Any gay man of a ‘certain age’ who grew up in the Chicago area in the 1970’s & 1980’s would have most certainly spent some summer days at Belmont Rocks the city’s lakeside gay cruising area. On a large grassy expanse punctuated on one side by a series of tiered limestone blocks that separated the city from Lake Michigan, there were gay men sprawled out on the grass and rocks canoodling in the hot sun.
This was considered a gay paradise where the queer community could mix and mingle in broad daylight all summer long unhindered, and for those few hours, seemingly without a care in the world.

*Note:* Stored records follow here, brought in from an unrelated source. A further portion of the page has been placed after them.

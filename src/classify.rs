//! Assigns each Drive node its role in the course structure.

use regex::Regex;
use std::sync::LazyLock;

use crate::drive::mime;
use crate::task::TaskKind;

/// Facts the classifier looks at. Depth 0 is the course level.
#[derive(Debug, Clone, Copy)]
pub struct NodeFacts<'a> {
    pub name: &'a str,
    pub mime_type: &'a str,
    pub is_folder: bool,
    pub depth: u32,
}

/// Configurable type lists and naming pattern.
#[derive(Debug, Clone)]
pub struct ClassifierRules {
    pub video_extensions: Vec<String>,
    pub document_extensions: Vec<String>,
    pub document_mime_types: Vec<String>,
    pub quiz_pattern: Regex,
}

static DEFAULT_QUIZ_PATTERN: LazyLock<Regex> = LazyLock::new(|| {
    Regex::new(r"(?i)\b(quiz|testes?|tests?|prova|simulado|avalia[cç][aã]o|question[aá]rio|exerc[ií]cios?|quest[oõ]es)\b")
        .expect("static quiz pattern")
});

impl Default for ClassifierRules {
    fn default() -> Self {
        Self {
            video_extensions: ["mp4", "mov", "m4v", "mkv", "webm", "avi"]
                .map(String::from)
                .to_vec(),
            document_extensions: ["pdf", "docx", "pptx"].map(String::from).to_vec(),
            document_mime_types: vec![
                mime::PDF.to_string(),
                mime::DOCX.to_string(),
                mime::PPTX.to_string(),
                mime::GOOGLE_DOC.to_string(),
                mime::GOOGLE_SLIDES.to_string(),
            ],
            quiz_pattern: DEFAULT_QUIZ_PATTERN.clone(),
        }
    }
}

impl ClassifierRules {
    /// First matching rule wins:
    ///
    /// 1. folder at depth 0 is a course
    /// 2. folder at depth 1 is a module
    /// 3. video by MIME type or extension
    /// 4. pdf/docx/pptx (or Google Docs/Slides, exported as PDF) is a document
    /// 5. name matching the quiz pattern
    /// 6. everything else is skipped, including deeper folders and files
    ///    sitting directly under a collection root
    pub fn classify(&self, node: &NodeFacts<'_>) -> TaskKind {
        if node.is_folder {
            return match node.depth {
                0 => TaskKind::Course,
                1 => TaskKind::Module,
                _ => TaskKind::Skip,
            };
        }
        if node.depth == 0 {
            return TaskKind::Skip;
        }

        let mime_type = node.mime_type.to_ascii_lowercase();
        let ext = extension(node.name);
        let ext_in = |list: &[String]| {
            ext.as_deref()
                .is_some_and(|e| list.iter().any(|x| x.eq_ignore_ascii_case(e)))
        };

        if mime_type.starts_with("video/") || ext_in(&self.video_extensions) {
            return TaskKind::LessonVideo;
        }
        if self.document_mime_types.iter().any(|m| *m == mime_type)
            || ext_in(&self.document_extensions)
        {
            return TaskKind::LessonDocument;
        }
        if self.quiz_pattern.is_match(node.name) {
            return TaskKind::Quiz;
        }
        TaskKind::Skip
    }
}

/// Classify with the default rules.
pub fn classify(node: &NodeFacts<'_>) -> TaskKind {
    static RULES: LazyLock<ClassifierRules> = LazyLock::new(ClassifierRules::default);
    RULES.classify(node)
}

/// Lowercased extension of a file name, if any.
pub fn extension(name: &str) -> Option<String> {
    let (stem, ext) = name.rsplit_once('.')?;
    if stem.is_empty() || ext.is_empty() || ext.contains(' ') {
        return None;
    }
    Some(ext.to_ascii_lowercase())
}

/// File name without its extension.
pub fn file_stem(name: &str) -> &str {
    match extension(name) {
        Some(ext) => &name[..name.len() - ext.len() - 1],
        None => name,
    }
}

static CODE_PREFIX: LazyLock<Regex> = LazyLock::new(|| {
    Regex::new(r"^([A-Za-z]{1,4}\d{2,6}|\d{1,3})\s*[-_.]\s*(.+)$").expect("static code pattern")
});

/// Split a leading catalog code off a title: `MAT0201 - Intro` gives
/// `(Some("MAT0201"), "Intro")`. Names without a code come back unchanged.
pub fn split_code(title: &str) -> (Option<String>, String) {
    let title = title.trim();
    match CODE_PREFIX.captures(title) {
        Some(caps) => (
            Some(caps[1].to_ascii_uppercase()),
            caps[2].trim().to_string(),
        ),
        None => (None, title.to_string()),
    }
}

#[cfg(test)]
mod tests {
    use super::*;

    fn file(name: &str, mime_type: &str, depth: u32) -> TaskKind {
        classify(&NodeFacts {
            name,
            mime_type,
            is_folder: false,
            depth,
        })
    }

    fn folder(name: &str, depth: u32) -> TaskKind {
        classify(&NodeFacts {
            name,
            mime_type: mime::FOLDER,
            is_folder: true,
            depth,
        })
    }

    #[test]
    fn test_folders_by_depth() {
        assert_eq!(folder("Course A", 0), TaskKind::Course);
        assert_eq!(folder("Module 1", 1), TaskKind::Module);
        assert_eq!(folder("extras", 2), TaskKind::Skip);
    }

    #[test]
    fn test_files() {
        assert_eq!(file("video1.mp4", "application/octet-stream", 2), TaskKind::LessonVideo);
        assert_eq!(file("clip", "video/quicktime", 1), TaskKind::LessonVideo);
        assert_eq!(file("doc1.pdf", "application/pdf", 2), TaskKind::LessonDocument);
        assert_eq!(file("Slides", mime::GOOGLE_SLIDES, 2), TaskKind::LessonDocument);
        assert_eq!(file("Quiz 1", mime::GOOGLE_SHEET, 2), TaskKind::Quiz);
        assert_eq!(file("teste-final.txt", "text/plain", 2), TaskKind::Quiz);
    }

    #[test]
    fn test_rule_priority() {
        // a pdf named like a quiz is still a document
        assert_eq!(file("Prova 1.pdf", "application/pdf", 2), TaskKind::LessonDocument);
        // "contest" must not match the quiz pattern
        assert_eq!(file("contest.txt", "text/plain", 2), TaskKind::Skip);
    }

    #[test]
    fn test_unknown_and_root_files_are_skipped() {
        assert_eq!(file("archive.zip", "application/zip", 2), TaskKind::Skip);
        assert_eq!(file("noext", "", 1), TaskKind::Skip);
        assert_eq!(file("video1.mp4", "video/mp4", 0), TaskKind::Skip);
    }

    #[test]
    fn test_classify_is_deterministic() {
        for _ in 0..3 {
            assert_eq!(file("Aula 01.MP4", "", 2), TaskKind::LessonVideo);
        }
    }

    #[test]
    fn test_extension_and_stem() {
        assert_eq!(extension("a.b.PDF").as_deref(), Some("pdf"));
        assert_eq!(extension(".hidden"), None);
        assert_eq!(extension("Módulo 1. Intro"), None);
        assert_eq!(file_stem("video1.mp4"), "video1");
        assert_eq!(file_stem("README"), "README");
    }

    #[test]
    fn test_split_code() {
        assert_eq!(
            split_code("MAT0201 - Introdução"),
            (Some("MAT0201".to_string()), "Introdução".to_string())
        );
        assert_eq!(
            split_code("01-Boas vindas"),
            (Some("01".to_string()), "Boas vindas".to_string())
        );
        assert_eq!(split_code("Module 1"), (None, "Module 1".to_string()));
    }
}
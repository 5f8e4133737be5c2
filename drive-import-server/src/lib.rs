//! HTTP interface for drive-import.
//!
//! Routes:
//!
//! - `POST /import-from-drive` start an import (200 when finished, 202 when continuing)
//! - `POST /import-from-drive-runner` accept a continuation payload (202)
//! - `POST /import-from-drive/item` execute one task synchronously
//! - `GET /import-from-drive/list` plan without executing
//! - `GET /import-from-drive-status` run progress and failures
//! - `GET /health`

pub mod auth;
pub mod error;
mod handlers;
mod server;

pub use auth::{JwtSessionVerifier, Session, SessionVerifier};
pub use error::{AppError, AppResult};
pub use server::{create_router, run_server, AppState};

The AIDS epidemic would change that of course. It was the reason that photographer Doug Ischar had escaped San Francisco to move to Chicago in the first place, and once there he found a certain resonance with the guys that hang out on Belmont Rocks and so spent the summer of 1985 photographing them. The result is a stunning body of work that uniquely captured this essential part of LGBT history of that community. It would soon afterward disappear : the boys to the ravages of the pandemic, and the rocks would be cemented over by the Army Corps of Engineers.
Ischar now an associate professor of photography at the University of Illinois at Chicago, called these series of photos Marginal Waters. It is a naval term referring to waters off the coast of a country that remains outside its jurisdiction, and here serves as a metaphor for a marginalized subculture.